John Kerry, candidato alle presidenziali del 2004 sconfitto da Bush, sarà il responsabile per l’ambiente. Artefice del patto di Parigi sul clima, cancellato da Trump, avrà il compito di rilanciarlo. Infine il Presidente darà pieni poteri e priorità assoluta alla task force di Fauci per combattere la pandemia del Covid-19. Con le sue prime scelte, sembra proprio che Biden voglia mantenere le promesse fatte durante la campagna elettorale: ricostruire una Nazione distrutta dal terremoto Trump.
“L’America è un grande Paese anche perché ha un’opinione pubblica molto attiva”, mi spiegò al liceo tantissimi anni fa il docente di Storia. Erano i tempi del mondo diviso in due blocchi e della guerra fredda. Rimasi molto perplesso per quella definizione, fino a quando mi resi conto che la voce dell’opinione pubblica dei Paesi del mondo comunista veniva soffocata.

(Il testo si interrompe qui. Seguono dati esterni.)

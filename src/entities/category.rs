// 🏷️ Category - house-derived visual grouping for cards and the detail modal
//
// The house value from the API is free text. Only an exact, case-sensitive
// match against one of the four houses yields that house; everything else
// (absent, empty, misspelled, lowercase) is Unknown.

use std::fmt;

// ============================================================================
// CATEGORY
// ============================================================================

#[derive(Debug, Clone, Copy, PartialEq, Eq, Hash)]
pub enum Category {
    Gryffindor,
    Slytherin,
    Hufflepuff,
    Ravenclaw,
    Unknown,
}

impl Category {
    /// All categories in display order
    pub const ALL: [Category; 5] = [
        Category::Gryffindor,
        Category::Slytherin,
        Category::Hufflepuff,
        Category::Ravenclaw,
        Category::Unknown,
    ];

    /// Total mapping from a raw house value to its category.
    ///
    /// Cards and the detail modal both style through this function, so the
    /// two render sites can never disagree.
    pub fn of(house: Option<&str>) -> Category {
        match house {
            Some("Gryffindor") => Category::Gryffindor,
            Some("Slytherin") => Category::Slytherin,
            Some("Hufflepuff") => Category::Hufflepuff,
            Some("Ravenclaw") => Category::Ravenclaw,
            _ => Category::Unknown,
        }
    }

    /// Style class carried by a card or the modal container
    pub fn class_name(&self) -> &'static str {
        match self {
            Category::Gryffindor => "house-gryffindor",
            Category::Slytherin => "house-slytherin",
            Category::Hufflepuff => "house-hufflepuff",
            Category::Ravenclaw => "house-ravenclaw",
            Category::Unknown => "house-unknown",
        }
    }

    pub fn as_str(&self) -> &'static str {
        match self {
            Category::Gryffindor => "Gryffindor",
            Category::Slytherin => "Slytherin",
            Category::Hufflepuff => "Hufflepuff",
            Category::Ravenclaw => "Ravenclaw",
            Category::Unknown => "Unknown",
        }
    }
}

impl fmt::Display for Category {
    fn fmt(&self, f: &mut fmt::Formatter<'_>) -> fmt::Result {
        f.write_str(self.as_str())
    }
}

// ============================================================================
// TESTS
// ============================================================================

#[cfg(test)]
mod tests {
    use super::*;

    #[test]
    fn test_known_houses_map_exactly() {
        assert_eq!(Category::of(Some("Gryffindor")), Category::Gryffindor);
        assert_eq!(Category::of(Some("Slytherin")), Category::Slytherin);
        assert_eq!(Category::of(Some("Hufflepuff")), Category::Hufflepuff);
        assert_eq!(Category::of(Some("Ravenclaw")), Category::Ravenclaw);
    }

    #[test]
    fn test_everything_else_is_unknown() {
        assert_eq!(Category::of(None), Category::Unknown);
        assert_eq!(Category::of(Some("")), Category::Unknown);
        assert_eq!(Category::of(Some("gryffindor")), Category::Unknown);
        assert_eq!(Category::of(Some("Gryffindor ")), Category::Unknown);
        assert_eq!(Category::of(Some("Durmstrang")), Category::Unknown);
    }

    #[test]
    fn test_class_names() {
        let classes: Vec<&str> = Category::ALL.iter().map(|c| c.class_name()).collect();
        assert_eq!(
            classes,
            vec![
                "house-gryffindor",
                "house-slytherin",
                "house-hufflepuff",
                "house-ravenclaw",
                "house-unknown",
            ]
        );
    }
}
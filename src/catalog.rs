// 📚 Entity Catalog - fetched once at startup, read-only afterwards

use chrono::{DateTime, Utc};
use tracing::{error, info};

use crate::entities::Entity;
use crate::error::FetchError;

/// Default remote endpoint returning the full character list
pub const DEFAULT_API_URL: &str = "https://hp-api.onrender.com/api/characters";

#[derive(Debug, Clone, Default)]
pub struct Catalog {
    entities: Vec<Entity>,
    fetched_at: Option<DateTime<Utc>>,
}

impl Catalog {
    pub fn empty() -> Self {
        Self::default()
    }

    pub fn from_entities(entities: Vec<Entity>) -> Self {
        Self {
            entities,
            fetched_at: Some(Utc::now()),
        }
    }

    /// Issue the single GET and parse the body. No retry, no timeout of our own.
    pub async fn load(client: &reqwest::Client, url: &str) -> Result<Vec<Entity>, FetchError> {
        let response = client
            .get(url)
            .send()
            .await
            .map_err(|source| FetchError::Transport {
                url: url.to_string(),
                source,
            })?;

        let status = response.status();
        if !status.is_success() {
            return Err(FetchError::Status {
                url: url.to_string(),
                status: status.as_u16(),
            });
        }

        let body = response.text().await.map_err(|source| FetchError::Transport {
            url: url.to_string(),
            source,
        })?;

        Self::parse(&body)
    }

    /// Parse a response body as a JSON array of characters
    pub fn parse(body: &str) -> Result<Vec<Entity>, FetchError> {
        Ok(serde_json::from_str(body)?)
    }

    /// Load the catalog, degrading to an empty one on any failure
    pub async fn load_or_empty(client: &reqwest::Client, url: &str) -> Catalog {
        match Self::load(client, url).await {
            Ok(entities) => {
                info!(count = entities.len(), url, "catalog loaded");
                Self::from_entities(entities)
            }
            Err(e) => {
                error!(error = %e, url, "error fetching characters");
                Self::empty()
            }
        }
    }

    pub fn entities(&self) -> &[Entity] {
        &self.entities
    }

    /// First `n` records (fewer if the catalog is smaller)
    pub fn top(&self, n: usize) -> &[Entity] {
        &self.entities[..n.min(self.entities.len())]
    }

    pub fn len(&self) -> usize {
        self.entities.len()
    }

    pub fn is_empty(&self) -> bool {
        self.entities.is_empty()
    }

    pub fn fetched_at(&self) -> Option<DateTime<Utc>> {
        self.fetched_at
    }
}
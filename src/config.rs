use serde::{Deserialize, Serialize};
use std::path::{Path, PathBuf};
use tracing::warn;

use crate::catalog::DEFAULT_API_URL;
use crate::error::ConfigError;

pub const DEFAULT_PAGE_SIZE: usize = 10;
pub const DEFAULT_PLACEHOLDER_IMAGE: &str = "https://via.placeholder.com/200";

const APP_DIR: &str = "hogwarts";

/// Resolve the data directory based on priority:
/// 1. HOGWARTS_DATA_DIR environment variable
/// 2. XDG data directory
/// 3. ~/.hogwarts (fallback for systems without XDG)
pub fn resolve_data_dir() -> Result<PathBuf, ConfigError> {
    if let Ok(env_path) = std::env::var("HOGWARTS_DATA_DIR") {
        return Ok(expand_tilde(&env_path));
    }

    if let Some(data_dir) = dirs::data_dir() {
        return Ok(data_dir.join(APP_DIR));
    }

    if let Some(home) = dirs::home_dir() {
        return Ok(home.join(".hogwarts"));
    }

    Err(ConfigError::NoDataDir)
}

/// Expand tilde (~) in paths to the user's home directory
fn expand_tilde(path: &str) -> PathBuf {
    if let Some(stripped) = path.strip_prefix("~/") {
        if let Some(home) = dirs::home_dir() {
            return home.join(stripped);
        }
    }
    PathBuf::from(path)
}

#[derive(Debug, Clone, PartialEq, Serialize, Deserialize)]
#[serde(default)]
pub struct Config {
    /// Endpoint returning the JSON character array
    pub api_url: String,
    /// SQLite file holding persisted favorites
    pub storage_path: Option<PathBuf>,
    /// Number of catalog entries shown when no filter is active
    pub page_size: usize,
    /// Image shown for entities without one
    pub placeholder_image: String,
    /// Log file used while the terminal UI owns the screen
    pub log_path: Option<PathBuf>,
}

impl Default for Config {
    fn default() -> Self {
        Self {
            api_url: DEFAULT_API_URL.to_string(),
            storage_path: None,
            page_size: DEFAULT_PAGE_SIZE,
            placeholder_image: DEFAULT_PLACEHOLDER_IMAGE.to_string(),
            log_path: None,
        }
    }
}

impl Config {
    /// Load from an explicit path, HOGWARTS_CONFIG, or the default location.
    /// An explicit path must exist; otherwise a missing file yields defaults.
    /// HOGWARTS_API_URL overrides `api_url`.
    pub fn load(explicit: Option<&Path>) -> Result<Self, ConfigError> {
        let path = match explicit {
            Some(path) if !path.exists() => {
                warn!(path = %path.display(), "explicit config file not found");
                return Err(ConfigError::Missing {
                    path: path.to_path_buf(),
                });
            }
            Some(path) => Some(path.to_path_buf()),
            None => match std::env::var("HOGWARTS_CONFIG") {
                Ok(env_path) => Some(expand_tilde(&env_path)),
                Err(_) => Self::default_path(),
            },
        };

        let mut config = match path {
            Some(path) => Self::load_from(&path)?,
            None => Self::default(),
        };

        if let Ok(url) = std::env::var("HOGWARTS_API_URL") {
            if !url.trim().is_empty() {
                config.api_url = url;
            }
        }

        Ok(config)
    }

    pub fn load_from(path: &Path) -> Result<Self, ConfigError> {
        if !path.exists() {
            return Ok(Self::default());
        }

        let content = std::fs::read_to_string(path).map_err(|source| ConfigError::Io {
            path: path.to_path_buf(),
            source,
        })?;
        Self::parse(&content).map_err(|source| ConfigError::Parse {
            path: path.to_path_buf(),
            source,
        })
    }

    pub fn parse(content: &str) -> Result<Self, toml::de::Error> {
        let mut config: Config = toml::from_str(content)?;
        if config.page_size == 0 {
            config.page_size = DEFAULT_PAGE_SIZE;
        }
        Ok(config)
    }

    pub fn default_path() -> Option<PathBuf> {
        dirs::config_dir().map(|dir| dir.join(APP_DIR).join("config.toml"))
    }

    pub fn storage_path(&self) -> Result<PathBuf, ConfigError> {
        match &self.storage_path {
            Some(path) => Ok(path.clone()),
            None => Ok(resolve_data_dir()?.join("storage.db")),
        }
    }

    pub fn log_path(&self) -> Result<PathBuf, ConfigError> {
        match &self.log_path {
            Some(path) => Ok(path.clone()),
            None => Ok(resolve_data_dir()?.join("hogwarts.log")),
        }
    }
}
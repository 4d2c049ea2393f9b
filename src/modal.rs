// 🪟 Detail Modal - overlay showing every attribute of one entity

use crate::entities::{Category, Entity};

/// Where a click landed relative to the open modal
#[derive(Debug, Clone, Copy, PartialEq, Eq)]
pub enum ClickTarget {
    /// The explicit close control
    CloseControl,
    /// The modal root itself, outside its content box
    Backdrop,
    /// Anywhere inside the content box
    Content,
}

#[derive(Debug, Clone, Default, PartialEq)]
pub enum Modal {
    #[default]
    Closed,
    Open(Entity),
}

impl Modal {
    /// Show `entity`. Opening over an open modal replaces its content directly.
    pub fn open(&mut self, entity: Entity) {
        *self = Modal::Open(entity);
    }

    pub fn close(&mut self) {
        *self = Modal::Closed;
    }

    /// Apply a click; returns true when the click closed the modal
    pub fn handle_click(&mut self, target: ClickTarget) -> bool {
        if !self.is_open() {
            return false;
        }
        match target {
            ClickTarget::CloseControl | ClickTarget::Backdrop => {
                self.close();
                true
            }
            ClickTarget::Content => false,
        }
    }

    pub fn is_open(&self) -> bool {
        matches!(self, Modal::Open(_))
    }

    pub fn entity(&self) -> Option<&Entity> {
        match self {
            Modal::Open(entity) => Some(entity),
            Modal::Closed => None,
        }
    }

    /// Container styling; same mapping as cards use
    pub fn category(&self) -> Option<Category> {
        self.entity().map(Entity::category)
    }
}

/// Labelled attribute rows with "Unknown" for anything missing
pub fn detail_rows(entity: &Entity) -> Vec<(&'static str, String)> {
    let name = if entity.name.is_empty() {
        None
    } else {
        Some(entity.name.as_str())
    };

    vec![
        ("Name", Entity::display(name).to_string()),
        ("Species", Entity::display(entity.species.as_deref()).to_string()),
        ("Gender", Entity::display(entity.gender.as_deref()).to_string()),
        ("House", Entity::display(entity.house.as_deref()).to_string()),
        ("Ancestry", Entity::display(entity.ancestry.as_deref()).to_string()),
        ("Patronus", Entity::display(entity.patronus.as_deref()).to_string()),
        ("Actor", Entity::display(entity.actor.as_deref()).to_string()),
    ]
}
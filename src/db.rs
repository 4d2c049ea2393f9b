use chrono::Utc;
use rusqlite::{params, Connection, OptionalExtension};
use std::collections::HashMap;
use std::path::Path;

use crate::error::StoreError;

/// Durable string key-value storage.
///
/// The favorites list is the only client today; it stores its whole
/// serialized value under one key and overwrites it on every change.
pub trait KeyValueStore {
    fn get(&self, key: &str) -> Result<Option<String>, StoreError>;
    fn set(&mut self, key: &str, value: &str) -> Result<(), StoreError>;
}

// ============================================================================
// SQLITE BACKEND
// ============================================================================

pub struct SqliteStore {
    conn: Connection,
}

impl SqliteStore {
    /// Open (or create) the database file and make sure the schema exists
    pub fn open(path: &Path) -> Result<Self, StoreError> {
        if let Some(parent) = path.parent() {
            if !parent.as_os_str().is_empty() {
                std::fs::create_dir_all(parent).map_err(|source| StoreError::Io {
                    path: parent.to_path_buf(),
                    source,
                })?;
            }
        }

        let conn = Connection::open(path).map_err(|source| StoreError::Sqlite {
            context: "open",
            source,
        })?;
        setup_database(&conn)?;
        Ok(Self { conn })
    }

    /// Non-durable store for tests and dry runs
    pub fn in_memory() -> Result<Self, StoreError> {
        let conn = Connection::open_in_memory().map_err(|source| StoreError::Sqlite {
            context: "open_in_memory",
            source,
        })?;
        setup_database(&conn)?;
        Ok(Self { conn })
    }
}

/// Setup database with WAL mode and the key-value table
pub fn setup_database(conn: &Connection) -> Result<(), StoreError> {
    // Enable WAL mode for crash recovery
    conn.pragma_update(None, "journal_mode", "WAL")
        .map_err(|source| StoreError::Sqlite {
            context: "journal_mode",
            source,
        })?;

    conn.execute(
        "CREATE TABLE IF NOT EXISTS kv (
            key TEXT PRIMARY KEY,
            value TEXT NOT NULL,
            updated_at TEXT NOT NULL
        )",
        [],
    )
    .map_err(|source| StoreError::Sqlite {
        context: "create kv table",
        source,
    })?;

    Ok(())
}

impl KeyValueStore for SqliteStore {
    fn get(&self, key: &str) -> Result<Option<String>, StoreError> {
        self.conn
            .query_row("SELECT value FROM kv WHERE key = ?1", params![key], |row| {
                row.get(0)
            })
            .optional()
            .map_err(|source| StoreError::Sqlite {
                context: "get",
                source,
            })
    }

    fn set(&mut self, key: &str, value: &str) -> Result<(), StoreError> {
        self.conn
            .execute(
                "INSERT INTO kv (key, value, updated_at) VALUES (?1, ?2, ?3)
                 ON CONFLICT(key) DO UPDATE SET value = excluded.value,
                                                updated_at = excluded.updated_at",
                params![key, value, Utc::now().to_rfc3339()],
            )
            .map_err(|source| StoreError::Sqlite {
                context: "set",
                source,
            })?;
        Ok(())
    }
}

// ============================================================================
// IN-MEMORY BACKEND
// ============================================================================

#[derive(Debug, Default, Clone)]
pub struct MemoryStore {
    entries: HashMap<String, String>,
}

impl MemoryStore {
    pub fn new() -> Self {
        Self::default()
    }
}

impl KeyValueStore for MemoryStore {
    fn get(&self, key: &str) -> Result<Option<String>, StoreError> {
        Ok(self.entries.get(key).cloned())
    }

    fn set(&mut self, key: &str, value: &str) -> Result<(), StoreError> {
        self.entries.insert(key.to_string(), value.to_string());
        Ok(())
    }
}
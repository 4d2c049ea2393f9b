// 🧙 Character Entity - one catalog record from the remote API
//
// The API sends "" for every value it does not know. Those are read as None so
// that "missing" has one representation everywhere (filter, modal, card).

use serde::{Deserialize, Deserializer, Serialize};

use super::category::Category;
use crate::filter::FilterField;

/// Placeholder shown for any missing attribute
pub const UNKNOWN: &str = "Unknown";

// ============================================================================
// ENTITY
// ============================================================================

/// A single character record.
///
/// `name` is treated as the identity key when matching favorites. The source
/// does not guarantee uniqueness; two records sharing a name are considered
/// the same favorite.
#[derive(Debug, Clone, PartialEq, Eq, Default, Serialize, Deserialize)]
pub struct Entity {
    #[serde(default)]
    pub name: String,

    #[serde(default, deserialize_with = "empty_as_none")]
    pub species: Option<String>,

    #[serde(default, deserialize_with = "empty_as_none")]
    pub gender: Option<String>,

    #[serde(default, deserialize_with = "empty_as_none")]
    pub house: Option<String>,

    #[serde(default, deserialize_with = "empty_as_none")]
    pub ancestry: Option<String>,

    #[serde(default, deserialize_with = "empty_as_none")]
    pub patronus: Option<String>,

    #[serde(default, deserialize_with = "empty_as_none")]
    pub actor: Option<String>,

    #[serde(default, deserialize_with = "empty_as_none")]
    pub image: Option<String>,
}

fn empty_as_none<'de, D>(deserializer: D) -> Result<Option<String>, D::Error>
where
    D: Deserializer<'de>,
{
    let value = Option::<String>::deserialize(deserializer)?;
    Ok(value.filter(|s| !s.trim().is_empty()))
}

impl Entity {
    /// Create a record with only a name (all other attributes missing)
    pub fn new(name: impl Into<String>) -> Self {
        Entity {
            name: name.into(),
            ..Default::default()
        }
    }

    pub fn with_house(mut self, house: impl Into<String>) -> Self {
        self.house = Some(house.into());
        self
    }

    pub fn with_species(mut self, species: impl Into<String>) -> Self {
        self.species = Some(species.into());
        self
    }

    pub fn with_ancestry(mut self, ancestry: impl Into<String>) -> Self {
        self.ancestry = Some(ancestry.into());
        self
    }

    pub fn with_image(mut self, image: impl Into<String>) -> Self {
        self.image = Some(image.into());
        self
    }

    pub fn category(&self) -> Category {
        Category::of(self.house.as_deref())
    }

    /// Image URL, or the placeholder when the record has none
    pub fn image_or<'a>(&'a self, placeholder: &'a str) -> &'a str {
        self.image.as_deref().unwrap_or(placeholder)
    }

    /// Raw value of a filterable field; None when the record lacks it
    pub fn field(&self, field: FilterField) -> Option<&str> {
        match field {
            FilterField::Name => {
                if self.name.is_empty() {
                    None
                } else {
                    Some(self.name.as_str())
                }
            }
            FilterField::Species => self.species.as_deref(),
            FilterField::House => self.house.as_deref(),
            FilterField::Ancestry => self.ancestry.as_deref(),
        }
    }

    /// Display value with the "Unknown" placeholder applied
    pub fn display(value: Option<&str>) -> &str {
        value.unwrap_or(UNKNOWN)
    }

    /// Same identity as `other` for favorites purposes
    pub fn same_identity(&self, other: &Entity) -> bool {
        self.name == other.name
    }
}

// ============================================================================
// TESTS
// ============================================================================

#[cfg(test)]
mod tests {
    use super::*;

    #[test]
    fn test_deserialize_api_record() {
        let json = r#"{
            "id": "9e3f7ce4-b9a7-4244-b709-dae5c1f1d4a8",
            "name": "Harry Potter",
            "alternate_names": ["The Boy Who Lived"],
            "species": "human",
            "gender": "male",
            "house": "Gryffindor",
            "ancestry": "half-blood",
            "patronus": "stag",
            "actor": "Daniel Radcliffe",
            "image": "https://ik.imagekit.io/hpapi/harry.jpg",
            "wand": {"wood": "holly", "core": "phoenix tail feather", "length": 11}
        }"#;

        let entity: Entity = serde_json::from_str(json).unwrap();
        assert_eq!(entity.name, "Harry Potter");
        assert_eq!(entity.house.as_deref(), Some("Gryffindor"));
        assert_eq!(entity.patronus.as_deref(), Some("stag"));
        assert_eq!(entity.category(), Category::Gryffindor);
    }

    #[test]
    fn test_empty_strings_are_missing() {
        let json = r#"{"name": "Vernon Dursley", "species": "human", "house": "",
                       "ancestry": "muggle", "patronus": "", "image": ""}"#;

        let entity: Entity = serde_json::from_str(json).unwrap();
        assert_eq!(entity.house, None);
        assert_eq!(entity.patronus, None);
        assert_eq!(entity.image, None);
        assert_eq!(entity.gender, None);
        assert_eq!(entity.category(), Category::Unknown);
    }

    #[test]
    fn test_null_fields_are_missing() {
        let json = r#"{"name": "Crookshanks", "house": null, "actor": null}"#;
        let entity: Entity = serde_json::from_str(json).unwrap();
        assert_eq!(entity.house, None);
        assert_eq!(entity.actor, None);
    }

    #[test]
    fn test_image_placeholder() {
        let placeholder = "https://via.placeholder.com/200";
        let without = Entity::new("Ghost");
        let with = Entity::new("Hermione Granger").with_image("https://img/hermione.jpg");

        assert_eq!(without.image_or(placeholder), placeholder);
        assert_eq!(with.image_or(placeholder), "https://img/hermione.jpg");
    }

    #[test]
    fn test_display_unknown() {
        let entity = Entity::new("Nearly Headless Nick");
        assert_eq!(Entity::display(entity.patronus.as_deref()), "Unknown");
        assert_eq!(Entity::display(Some("otter")), "otter");
    }

    #[test]
    fn test_identity_is_name() {
        let a = Entity::new("Luna Lovegood").with_house("Ravenclaw");
        let b = Entity::new("Luna Lovegood");
        let c = Entity::new("Ginny Weasley");
        assert!(a.same_identity(&b));
        assert!(!a.same_identity(&c));
    }
}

Pertanto la democrazia rimane l’unica forma di governo accettabile, “seppur con tanti difetti”, come diceva Churchill. E negli Stati Uniti un difetto deriva dai poteri forti – quelli del denaro – che da sempre comandano nella nazione. Sono questi che hanno manovrato l’elezione di Trump nel 2016 e la sua caduta nel 2020 perché era diventato un pericolo per gli interessi economici e finanziari. Nel 1963, col presidente J.F.Kennedy, non sarebbe bastato manovrare le elezioni successive e hanno dovuto ricorrere all’attentato, come hanno fatto cinque anni dopo col fratello Bob, candidato alla presidenza, che sarebbe stato ancora più pericoloso per i loro interessi.